In sharp contrast to other smart label solutions that place trust in a patchwork combination of Wi-Fi, radio-frequency identification, and other limited coverage connections, the Sony Smart Label connects solely through a secure and universally-available cellular network. “Working with Sony,” says Robert Boyanovsky, the vice president of Mobility, IoT and 5G at AT&T, “we provide full visibility of every item shipped.” 

Most importantly for companies on the edge, the Smart Label integrates with existing enterprise systems to achieve full visibility, thus adding value without disrupting supply chain process flow. 

Why is this important now? 


Companies that previously delayed introducing RFID and other automated track-and-trace technologies can capitalise on recent developments that lower costs, improve accuracy, and supercharge traceability. 
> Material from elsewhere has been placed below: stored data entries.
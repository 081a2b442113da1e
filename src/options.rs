//! Tool-specific option values and their wire encoding.
//!
//! Each tool family has one options variant; the variant holds exactly what
//! the user edited. Numeric fields stay as the raw entered strings — the
//! validation gate parses them (rule 4) on every edit so the submit action
//! can be disabled proactively, and [`ToolOptions::to_fields`] re-serialises
//! the parsed integers as decimal strings for the request body.
//!
//! Syntax only is checked here. Whether a range fits the document or a
//! permutation is complete is the remote service's call — the raw strings
//! pass through verbatim.

use once_cell::sync::Lazy;
use regex::Regex;

use crate::error::ValidationError;

/// Which option family a tool takes (declared in
/// [`crate::config::ToolConfig`]).
#[derive(Debug, Clone, Copy, PartialEq, Eq)]
pub enum OptionSchema {
    None,
    Split,
    Compress,
    Organize,
    PageNumbers,
}

/// Compression strength for compress-pdf.
#[derive(Debug, Clone, Copy, PartialEq, Eq, Default)]
pub enum CompressionLevel {
    Low,
    #[default]
    Medium,
    High,
}

impl CompressionLevel {
    pub fn as_str(self) -> &'static str {
        match self {
            CompressionLevel::Low => "low",
            CompressionLevel::Medium => "medium",
            CompressionLevel::High => "high",
        }
    }
}

/// The nine compass placements for a stamped page number.
#[derive(Debug, Clone, Copy, PartialEq, Eq, Default)]
pub enum PagePosition {
    TopLeft,
    TopCenter,
    TopRight,
    MiddleLeft,
    MiddleCenter,
    MiddleRight,
    BottomLeft,
    #[default]
    BottomCenter,
    BottomRight,
}

impl PagePosition {
    pub fn as_str(self) -> &'static str {
        match self {
            PagePosition::TopLeft => "top-left",
            PagePosition::TopCenter => "top-center",
            PagePosition::TopRight => "top-right",
            PagePosition::MiddleLeft => "middle-left",
            PagePosition::MiddleCenter => "middle-center",
            PagePosition::MiddleRight => "middle-right",
            PagePosition::BottomLeft => "bottom-left",
            PagePosition::BottomCenter => "bottom-center",
            PagePosition::BottomRight => "bottom-right",
        }
    }
}

/// Label style for stamped page numbers.
#[derive(Debug, Clone, Copy, PartialEq, Eq, Default)]
pub enum PageNumberFormat {
    /// Just the number: `7`.
    #[default]
    NumberOnly,
    /// `Page 7 of 34`.
    PageOfTotal,
}

impl PageNumberFormat {
    pub fn as_str(self) -> &'static str {
        match self {
            PageNumberFormat::NumberOnly => "number_only",
            PageNumberFormat::PageOfTotal => "page_of_total",
        }
    }
}

/// User-edited option values for the active session.
#[derive(Debug, Clone, PartialEq, Eq)]
pub enum ToolOptions {
    /// Tools with no options beyond the file selection.
    None,
    /// split-pdf: free-text range tokens, each `N` or `N-M`.
    Split { ranges: Vec<String> },
    /// compress-pdf.
    Compress { level: CompressionLevel },
    /// organize-pdf: a comma-separated permutation of 1-based page indices,
    /// optionally with a quarter-turn rotation.
    Organize {
        page_order: String,
        rotate_angle: Option<String>,
    },
    /// add-page-numbers. `start_page` and `start_number` are raw user input.
    PageNumbers {
        position: PagePosition,
        start_page: String,
        start_number: String,
        format: PageNumberFormat,
    },
}

impl ToolOptions {
    /// The sensible starting value for a tool's option family.
    pub fn default_for(schema: OptionSchema) -> Self {
        match schema {
            OptionSchema::None => ToolOptions::None,
            OptionSchema::Split => ToolOptions::Split { ranges: Vec::new() },
            OptionSchema::Compress => ToolOptions::Compress {
                level: CompressionLevel::default(),
            },
            OptionSchema::Organize => ToolOptions::Organize {
                page_order: String::new(),
                rotate_angle: None,
            },
            OptionSchema::PageNumbers => ToolOptions::PageNumbers {
                position: PagePosition::default(),
                start_page: "1".to_string(),
                start_number: "1".to_string(),
                format: PageNumberFormat::default(),
            },
        }
    }

    /// The family this value belongs to.
    pub fn schema(&self) -> OptionSchema {
        match self {
            ToolOptions::None => OptionSchema::None,
            ToolOptions::Split { .. } => OptionSchema::Split,
            ToolOptions::Compress { .. } => OptionSchema::Compress,
            ToolOptions::Organize { .. } => OptionSchema::Organize,
            ToolOptions::PageNumbers { .. } => OptionSchema::PageNumbers,
        }
    }

    /// Short label for mismatch rejections.
    pub fn family_label(&self) -> &'static str {
        match self {
            ToolOptions::None => "no",
            ToolOptions::Split { .. } => "page-range",
            ToolOptions::Compress { .. } => "compression",
            ToolOptions::Organize { .. } => "page-order",
            ToolOptions::PageNumbers { .. } => "page-number",
        }
    }

    /// Syntax check for the values as entered (gate rule 4).
    pub fn validate(&self) -> Result<(), ValidationError> {
        match self {
            ToolOptions::None | ToolOptions::Compress { .. } => Ok(()),
            ToolOptions::Split { ranges } => validate_ranges(ranges),
            ToolOptions::Organize {
                page_order,
                rotate_angle,
            } => {
                validate_page_order(page_order)?;
                if let Some(angle) = rotate_angle {
                    parse_angle(angle)?;
                }
                Ok(())
            }
            ToolOptions::PageNumbers {
                start_page,
                start_number,
                ..
            } => {
                parse_min_one("start page", start_page)?;
                parse_min_one("start number", start_number)?;
                Ok(())
            }
        }
    }

    /// Serialise to multipart form fields, in the order the original client
    /// sent them.
    ///
    /// A session always validates before building, so the parses below are
    /// guaranteed to succeed at that point; calling out of order surfaces the
    /// same [`ValidationError`] the gate would have raised.
    pub fn to_fields(&self) -> Result<Vec<(String, String)>, ValidationError> {
        match self {
            ToolOptions::None => Ok(Vec::new()),
            ToolOptions::Split { ranges } => {
                validate_ranges(ranges)?;
                let tokens: Vec<&str> = ranges
                    .iter()
                    .map(|r| r.trim())
                    .filter(|r| !r.is_empty())
                    .collect();
                // The service expects the raw tokens as a JSON array, exactly
                // as entered.
                let json = serde_json::to_string(&tokens)
                    .map_err(|_| ValidationError::NoRanges)?;
                Ok(vec![("ranges".to_string(), json)])
            }
            ToolOptions::Compress { level } => Ok(vec![(
                "compressionLevel".to_string(),
                level.as_str().to_string(),
            )]),
            ToolOptions::Organize {
                page_order,
                rotate_angle,
            } => {
                validate_page_order(page_order)?;
                let mut fields = vec![("newOrder".to_string(), page_order.trim().to_string())];
                if let Some(angle) = rotate_angle {
                    let parsed = parse_angle(angle)?;
                    fields.push(("rotateAngle".to_string(), parsed.to_string()));
                }
                Ok(fields)
            }
            ToolOptions::PageNumbers {
                position,
                start_page,
                start_number,
                format,
            } => {
                let page = parse_min_one("start page", start_page)?;
                let number = parse_min_one("start number", start_number)?;
                Ok(vec![
                    ("position".to_string(), position.as_str().to_string()),
                    ("startPage".to_string(), page.to_string()),
                    ("pageFormat".to_string(), format.as_str().to_string()),
                    ("startNumber".to_string(), number.to_string()),
                    ("fontColor".to_string(), "black".to_string()),
                ])
            }
        }
    }
}

static RE_RANGE_TOKEN: Lazy<Regex> = Lazy::new(|| Regex::new(r"^\d+(-\d+)?$").unwrap());
static RE_PAGE_ORDER: Lazy<Regex> = Lazy::new(|| Regex::new(r"^\d+(\s*,\s*\d+)*$").unwrap());

/// Each token must be `N` or `N-M` with 1-based, ordered bounds. Blank
/// tokens are ignored (the UI keeps an empty trailing input row).
fn validate_ranges(ranges: &[String]) -> Result<(), ValidationError> {
    let mut seen = 0usize;
    for raw in ranges {
        let token = raw.trim();
        if token.is_empty() {
            continue;
        }
        seen += 1;
        if !RE_RANGE_TOKEN.is_match(token) {
            return Err(ValidationError::InvalidRange {
                token: token.to_string(),
            });
        }
        let mut parts = token.splitn(2, '-');
        let start: u64 = parts
            .next()
            .unwrap_or("")
            .parse()
            .map_err(|_| ValidationError::InvalidRange {
                token: token.to_string(),
            })?;
        let end: u64 = match parts.next() {
            Some(e) => e.parse().map_err(|_| ValidationError::InvalidRange {
                token: token.to_string(),
            })?,
            None => start,
        };
        if start == 0 || end < start {
            return Err(ValidationError::InvalidRange {
                token: token.to_string(),
            });
        }
    }
    if seen == 0 {
        return Err(ValidationError::NoRanges);
    }
    Ok(())
}

/// Comma-separated 1-based indices. Completeness of the permutation is the
/// service's call; only the shape is checked here.
fn validate_page_order(order: &str) -> Result<(), ValidationError> {
    let trimmed = order.trim();
    if trimmed.is_empty() || !RE_PAGE_ORDER.is_match(trimmed) {
        return Err(ValidationError::InvalidPageOrder {
            order: order.to_string(),
        });
    }
    for part in trimmed.split(',') {
        if part.trim().parse::<u64>().map(|n| n == 0).unwrap_or(true) {
            return Err(ValidationError::InvalidPageOrder {
                order: order.to_string(),
            });
        }
    }
    Ok(())
}

fn parse_angle(value: &str) -> Result<u32, ValidationError> {
    match value.trim().parse::<u32>() {
        Ok(a @ (90 | 180 | 270)) => Ok(a),
        _ => Err(ValidationError::InvalidAngle {
            value: value.to_string(),
        }),
    }
}

fn parse_min_one(field: &'static str, value: &str) -> Result<u32, ValidationError> {
    match value.trim().parse::<u32>() {
        Ok(n) if n >= 1 => Ok(n),
        _ => Err(ValidationError::InvalidNumber {
            field,
            min: 1,
            value: value.to_string(),
        }),
    }
}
Clearly the technology has value in today’s uncertain global marketplace, and can help decrease the costs of tracking goods. To quote Christof Backhaus, the Project Lead at Bayer, “the Smart Label indicates how much product is in the market, from the packaging line to the end customer.” Companies no longer have to spend a small fortune to take advantage of recent IoT developments. “Due to the technical composition [of the label],” Backhaus explains, “we don’t require additional infrastructure, manual scanning, or other expensive tools.” 

Over the decades since RFID was first introduced, support for introducing it to company supply chains has also improved. AT&T’s IoT Professional Services Organisation, for example, supports companies through the end-to-end design and integration process--from installation to deployment and project management. 

Companies that invest in traceable and visible supply chain solutions stand the best chance of survival, adjusting in real-time to natural disasters, shipping backups, and slowed-down supplier turnarounds as a result of the global pandemic. “Smart Label promises to help businesses like Bayer realise the full potential of the IoT,” says AT&T’s Boyanovsky. “[We can] deliver improvements in revenue and cost savings and make supply chains more efficient.” 

Certainly, company executives will be hard-pressed to ignore recent innovations. In an age of uncertainty, RFID and its challengers herald a welcome sense of supply chain security. The next step? “Our sales team,” Boyanovsky adds, “is prepared to engage with prospective customers now.”